9. Secondo lei vi è la massa critica necessaria nel nostro Cantone?

In Ticino siamo pochi è inutile nasconderlo, un impresa qui dovrebbe sempre pensare in ottica nazionale o meglio ancora internazionale.

10. Queste strutture favorirebbero l’innovazione nelle zone periferiche?

Tutto dipende dal territorio, se vi sono oppure no persone in fermento capaci di cogliere nuove opportunità. Bisogna creare un ecosistema che favorisca i makerspace, lungimiranza della gente ma anche dei comuni e di tutto il territorio. Potrebbero essere riqualificati degli spazi abbandonati, vecchie fabbriche o edifici dismessi. Se si crea una

community sicuramente l’innovazione verrebbe incentivata ma per capire se il luogo è

adatto andrebbero fatte delle indagini.

11. Vede un futuro per la sharing economy in Ticino anche se qui non hanno avuto successo iniziative come quella di Uber?

Anche in questo caso è soprattutto un fattore culturale e poi bisogna avere il giusto “time to market”. Tralasciando la massa critica che è diversa da quella di Milano ad esempio, qui in Svizzera è più radicata l’idea di possesso. Iniziative del genere richiedono più tempo per attecchire. Anche nella Costituzione è molto più sottolineata la proprietà privata rispetto ad altri paesi.

12. Come vede i fenomeni del co-working e della open-innovation?

Sono concetti importanti sia per l’innovazione che per l’imprenditorialità. Favoriscono lo scambio di idee, sono driver per l’innovazione. Fare gruppo è molto importante, soptattutto per un Cantone cosi piccolo con aziende altrettanto piccole. Purtroppo come cultura siamo rimasti alla closed-innovation ma le cose si stanno muovendo. Non bisogna ragionare rimanendo chiusi se no poi si rischia di arrivare sempre in ritardo. Si sta facendo molto anche per la protezione della proprietà intellettuale che è molto legata a questi aspetti.

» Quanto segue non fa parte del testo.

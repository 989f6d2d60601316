use bon::Builder;
use const_oid::ObjectIdentifier;
use der::{Tag, Tagged};
use der::asn1::{Any, OctetString, SetOfVec, Utf8StringRef};
use time::Duration;
use time::OffsetDateTime;
use x509_cert::attr::AttributeTypeAndValue;
use x509_cert::name::{Name, RdnSequence, RelativeDistinguishedName};
use x509_cert::serial_number::SerialNumber;

use super::extensions::SubjectAltName;
use super::extensions::ToAndFromX509Extension;
pub use crate::cert::extensions::ExtendedKeyUsage;
pub use crate::cert::extensions::ExtendedKeyUsageOption;
use crate::error::SelfCertError;
use crate::key::PublicKey;

/// Parameters for building an X.509 certificate.
///
/// This struct contains the subject, public key, and optional extensions for the certificate.
///
/// # Fields
/// * `subject` - The distinguished name of the certificate subject.
/// * `subject_public_key` - The public key of the certificate subject.
/// * `serial_number` - The serial number the issuer assigns.
/// * `usages` - A list of extended key usage options.
/// * `is_ca` - Indicates if the certificate is a CA.
/// * `subject_alt_names` - Names placed in the Subject Alternative Name extension.
/// * `extensions` - Additional X.509 extensions.
#[derive(Clone, Debug, Builder)]
pub struct CertificationRequestInfo {
    pub subject: Name,
    pub subject_public_key: PublicKey,
    pub serial_number: SerialNumber,
    #[builder(default)]
    pub usages: Vec<ExtendedKeyUsageOption>,
    #[builder(default)]
    pub is_ca: bool,
    #[builder(default)]
    pub subject_alt_names: SubjectAltName,
    #[builder(default)]
    pub extensions: Vec<ExtensionParam>,
}

const COUNTRY: ObjectIdentifier = ObjectIdentifier::new_unwrap("2.5.4.6");
const PROVINCE: ObjectIdentifier = ObjectIdentifier::new_unwrap("2.5.4.8");
const LOCALITY: ObjectIdentifier = ObjectIdentifier::new_unwrap("2.5.4.7");
const ORGANIZATION: ObjectIdentifier = ObjectIdentifier::new_unwrap("2.5.4.10");
const ORGANIZATIONAL_UNIT: ObjectIdentifier = ObjectIdentifier::new_unwrap("2.5.4.11");
const COMMON_NAME: ObjectIdentifier = ObjectIdentifier::new_unwrap("2.5.4.3");

/// Distinguished name parameters for building an X.509 certificate.
///
/// This struct represents the subject or issuer name in a certificate. Every
/// attribute but the common name may repeat.
///
/// # Fields
/// * `common_name` - The common name (CN).
/// * `country` - The countries (C).
/// * `province` - The states or provinces (ST).
/// * `locality` - The localities or cities (L).
/// * `organization` - The organizations (O).
/// * `organizational_unit` - The organizational units (OU).
#[derive(Clone, Debug, Builder, Default, PartialEq, Eq)]
pub struct DistinguishedName {
    pub common_name: Option<String>,
    #[builder(default)]
    pub country: Vec<String>,
    #[builder(default)]
    pub province: Vec<String>,
    #[builder(default)]
    pub locality: Vec<String>,
    #[builder(default)]
    pub organization: Vec<String>,
    #[builder(default)]
    pub organizational_unit: Vec<String>,
}

impl DistinguishedName {
    /// Converts the distinguished name to an X.509-compatible format.
    ///
    /// Attributes are written in C, ST, L, O, OU, CN order, one RDN per
    /// value. Values are PrintableStrings when the character set allows it
    /// and UTF8Strings otherwise.
    pub fn as_x509_name(&self) -> Result<Name, SelfCertError> {
        let common_name: Vec<String> = self
            .common_name
            .iter()
            .filter(|cn| !cn.is_empty())
            .cloned()
            .collect();
        let attributes = [
            (COUNTRY, &self.country),
            (PROVINCE, &self.province),
            (LOCALITY, &self.locality),
            (ORGANIZATION, &self.organization),
            (ORGANIZATIONAL_UNIT, &self.organizational_unit),
            (COMMON_NAME, &common_name),
        ];

        let mut rdns = Vec::new();
        for (oid, values) in attributes {
            for value in values.iter().filter(|v| !v.is_empty()) {
                rdns.push(single_valued_rdn(oid, value)?);
            }
        }
        Ok(RdnSequence(rdns))
    }

    /// Creates a `DistinguishedName` from an X.509-compatible format.
    ///
    /// Attribute types other than the six above are skipped.
    pub fn from_x509_name(x509dn: &Name) -> Self {
        let mut dn = DistinguishedName::default();

        for rdn in x509dn.0.iter() {
            for attr in rdn.0.iter() {
                let Some(value) = attribute_string(&attr.value) else {
                    continue;
                };
                match attr.oid {
                    COUNTRY => dn.country.push(value),
                    PROVINCE => dn.province.push(value),
                    LOCALITY => dn.locality.push(value),
                    ORGANIZATION => dn.organization.push(value),
                    ORGANIZATIONAL_UNIT => dn.organizational_unit.push(value),
                    COMMON_NAME => dn.common_name = Some(value),
                    _ => {}
                }
            }
        }

        dn
    }
}

fn single_valued_rdn(
    oid: ObjectIdentifier,
    value: &str,
) -> Result<RelativeDistinguishedName, SelfCertError> {
    let value = if value.chars().all(is_printable) {
        Any::new(Tag::PrintableString, value.as_bytes())?
    } else {
        Any::encode_from(&Utf8StringRef::new(value)?)?
    };
    let set = SetOfVec::try_from(vec![AttributeTypeAndValue { oid, value }])?;
    Ok(RelativeDistinguishedName(set))
}

/// PrintableString repertoire, widened with `*` and `&` so wildcard and
/// company names stay printable as other X.509 encoders write them.
fn is_printable(c: char) -> bool {
    c.is_ascii_alphanumeric() || " '()+,-./:=?*&".contains(c)
}

fn attribute_string(value: &Any) -> Option<String> {
    match value.tag() {
        Tag::PrintableString | Tag::Utf8String | Tag::Ia5String | Tag::TeletexString => {
            Some(String::from_utf8_lossy(value.value()).into_owned())
        }
        _ => None,
    }
}

/// Certificate validity period.
///
/// This struct represents the `notBefore` and `notAfter` fields in a certificate.
///
/// # Fields
/// * `not_before` - The start of the validity period.
/// * `not_after` - The end of the validity period.
#[derive(Clone, Debug, PartialEq, Eq)]
pub struct Validity {
    pub not_before: OffsetDateTime,
    pub not_after: OffsetDateTime,
}

impl Validity {
    /// Creates a validity period starting now for the given number of days.
    ///
    /// # Arguments
    /// * `days` - The number of days for the validity period; must not be zero.
    pub fn for_days(days: u32) -> Result<Self, SelfCertError> {
        check_days(days)?;
        let now = OffsetDateTime::now_utc();
        Ok(Self {
            not_before: now,
            not_after: add_days(now, days)?,
        })
    }

    /// Moves `not_after` later by the given number of days.
    pub fn extend_by_days(&mut self, days: u32) -> Result<(), SelfCertError> {
        check_days(days)?;
        self.not_after = add_days(self.not_after, days)?;
        Ok(())
    }
}

fn add_days(from: OffsetDateTime, days: u32) -> Result<OffsetDateTime, SelfCertError> {
    from.checked_add(Duration::days(i64::from(days)))
        .filter(|end| end.year() <= 9999)
        .ok_or_else(|| {
            SelfCertError::InvalidInput(format!("{days} days runs past the year 9999"))
        })
}

fn check_days(days: u32) -> Result<(), SelfCertError> {
    if days == 0 {
        return Err(SelfCertError::InvalidInput(
            "days must be greater than zero".to_string(),
        ));
    }
    Ok(())
}

/// Represents an X.509 extension.
///
/// This struct contains the OID, criticality, and value of an extension.
///
/// # Fields
/// * `oid` - The object identifier of the extension.
/// * `critical` - Indicates if the extension is critical.
/// * `value` - The DER-encoded value of the extension.
#[derive(Clone, Debug, PartialEq, Eq)]
pub struct ExtensionParam {
    pub oid: ObjectIdentifier,
    pub critical: bool,
    /// DER-encoded extension value
    pub value: Vec<u8>,
}

impl ExtensionParam {
    /// Creates an `ExtensionParam` from a specific extension.
    ///
    /// # Arguments
    /// * `extension` - The extension to encode.
    /// * `critical` - Indicates if the extension is critical.
    pub fn from_extension<E: ToAndFromX509Extension>(
        extension: E,
        critical: bool,
    ) -> Result<Self, SelfCertError> {
        Ok(Self {
            oid: E::OID,
            critical,
            value: extension.to_x509_extension_value()?,
        })
    }

    /// Decodes an `ExtensionParam` into a specific extension.
    pub fn to_extension<E: ToAndFromX509Extension>(&self) -> Result<E, SelfCertError> {
        E::from_x509_extension_value(&self.value)
    }

    pub fn from_x509_extension(ext: &x509_cert::ext::Extension) -> Self {
        Self {
            oid: ext.extn_id,
            critical: ext.critical,
            value: ext.extn_value.as_bytes().to_vec(),
        }
    }

    pub fn to_x509_extension(&self) -> Result<x509_cert::ext::Extension, SelfCertError> {
        Ok(x509_cert::ext::Extension {
            extn_id: self.oid,
            critical: self.critical,
            extn_value: OctetString::new(self.value.clone())?,
        })
    }
}

#[cfg(test)]
mod tests {
    use super::*;

    #[test]
    fn test_distinguished_name_round_trip() {
        let dn = DistinguishedName::builder()
            .common_name("server.example.jp".to_string())
            .country(vec!["JP".to_string()])
            .organization(vec!["Example Corp".to_string(), "Second Org".to_string()])
            .organizational_unit(vec!["開発部".to_string()])
            .build();

        let name = dn.as_x509_name().unwrap();
        assert_eq!(name.0.len(), 5);
        assert_eq!(DistinguishedName::from_x509_name(&name), dn);
    }

    #[test]
    fn test_string_types() {
        let dn = DistinguishedName::builder()
            .country(vec!["JP".to_string()])
            .organizational_unit(vec!["開発部".to_string()])
            .build();
        let name = dn.as_x509_name().unwrap();
        let tags: Vec<Tag> = name
            .0
            .iter()
            .flat_map(|rdn| rdn.0.iter().map(|atv| atv.value.tag()))
            .collect();
        assert_eq!(tags, vec![Tag::PrintableString, Tag::Utf8String]);
    }

    #[test]
    fn test_wildcard_and_ampersand_stay_printable() {
        let dn = DistinguishedName::builder()
            .common_name("*.example.jp".to_string())
            .organization(vec!["Smith & Co".to_string()])
            .locality(vec!["a@b".to_string()])
            .build();
        let name = dn.as_x509_name().unwrap();
        let tags: Vec<Tag> = name
            .0
            .iter()
            .flat_map(|rdn| rdn.0.iter().map(|atv| atv.value.tag()))
            .collect();
        assert_eq!(
            tags,
            vec![Tag::Utf8String, Tag::PrintableString, Tag::PrintableString]
        );
        assert_eq!(DistinguishedName::from_x509_name(&name), dn);
    }

    #[test]
    fn test_empty_values_are_omitted() {
        let dn = DistinguishedName::builder()
            .common_name(String::new())
            .country(vec![String::new()])
            .build();
        assert!(dn.as_x509_name().unwrap().0.is_empty());
    }

    #[test]
    fn test_attribute_order() {
        let dn = DistinguishedName::builder()
            .common_name("cn".to_string())
            .organization(vec!["o".to_string()])
            .country(vec!["JP".to_string()])
            .build();
        let oids: Vec<ObjectIdentifier> = dn
            .as_x509_name()
            .unwrap()
            .0
            .iter()
            .map(|rdn| rdn.0.iter().next().unwrap().oid)
            .collect();
        assert_eq!(oids, vec![COUNTRY, ORGANIZATION, COMMON_NAME]);
    }

    #[test]
    fn test_validity_requires_days() {
        assert!(Validity::for_days(0).is_err());

        let mut validity = Validity::for_days(1).unwrap();
        assert_eq!(validity.not_after - validity.not_before, Duration::days(1));
        validity.extend_by_days(30).unwrap();
        assert_eq!(validity.not_after - validity.not_before, Duration::days(31));
    }

    #[test]
    fn test_validity_stops_at_year_9999() {
        assert!(matches!(
            Validity::for_days(4_000_000),
            Err(SelfCertError::InvalidInput(_))
        ));
        assert!(matches!(
            Validity::for_days(u32::MAX),
            Err(SelfCertError::InvalidInput(_))
        ));

        let mut validity = Validity::for_days(365).unwrap();
        let before = validity.clone();
        assert!(matches!(
            validity.extend_by_days(4_000_000),
            Err(SelfCertError::InvalidInput(_))
        ));
        assert_eq!(validity, before);

        let last_day = time::Date::from_calendar_date(9999, time::Month::December, 30)
            .unwrap()
            .midnight()
            .assume_utc();
        let mut validity = Validity {
            not_before: last_day,
            not_after: last_day,
        };
        validity.extend_by_days(1).unwrap();
        assert_eq!(validity.not_after.year(), 9999);
        assert!(validity.extend_by_days(2).is_err());
    }
}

13. Pensa che i makerspace favorirebbero questi fenomeni?

14. Quali sono secondo lei le condizioni che favoriscono l’innovazione?

Vi sono diversi elementi come la collaborazione, la cultura, i bisogni della gente, la curiosità, l’istinto, la proattività, la comunicazione questo a livello personale. Dal punto di vista di un paese è importante avere un sistema che gestisce l’innovazione come il “sistema regionale dell’innovazione Ticino”, è poi vitale coordinare e organizzare adeguatamente il transfer tecnologico tra università e imprese. Favorire il sorgere di centri di ricerca aperti. Rendere la regione attrattiva per nuovi cervelli, fornire dunque molte possibilità di formazione, ricerca, sviluppo professionale che siano di qualità. Ricordiamoci poi che l’innovazione nasce dalla necessità di cambiare. Qui in Ticino forse questa necesssità sussiste.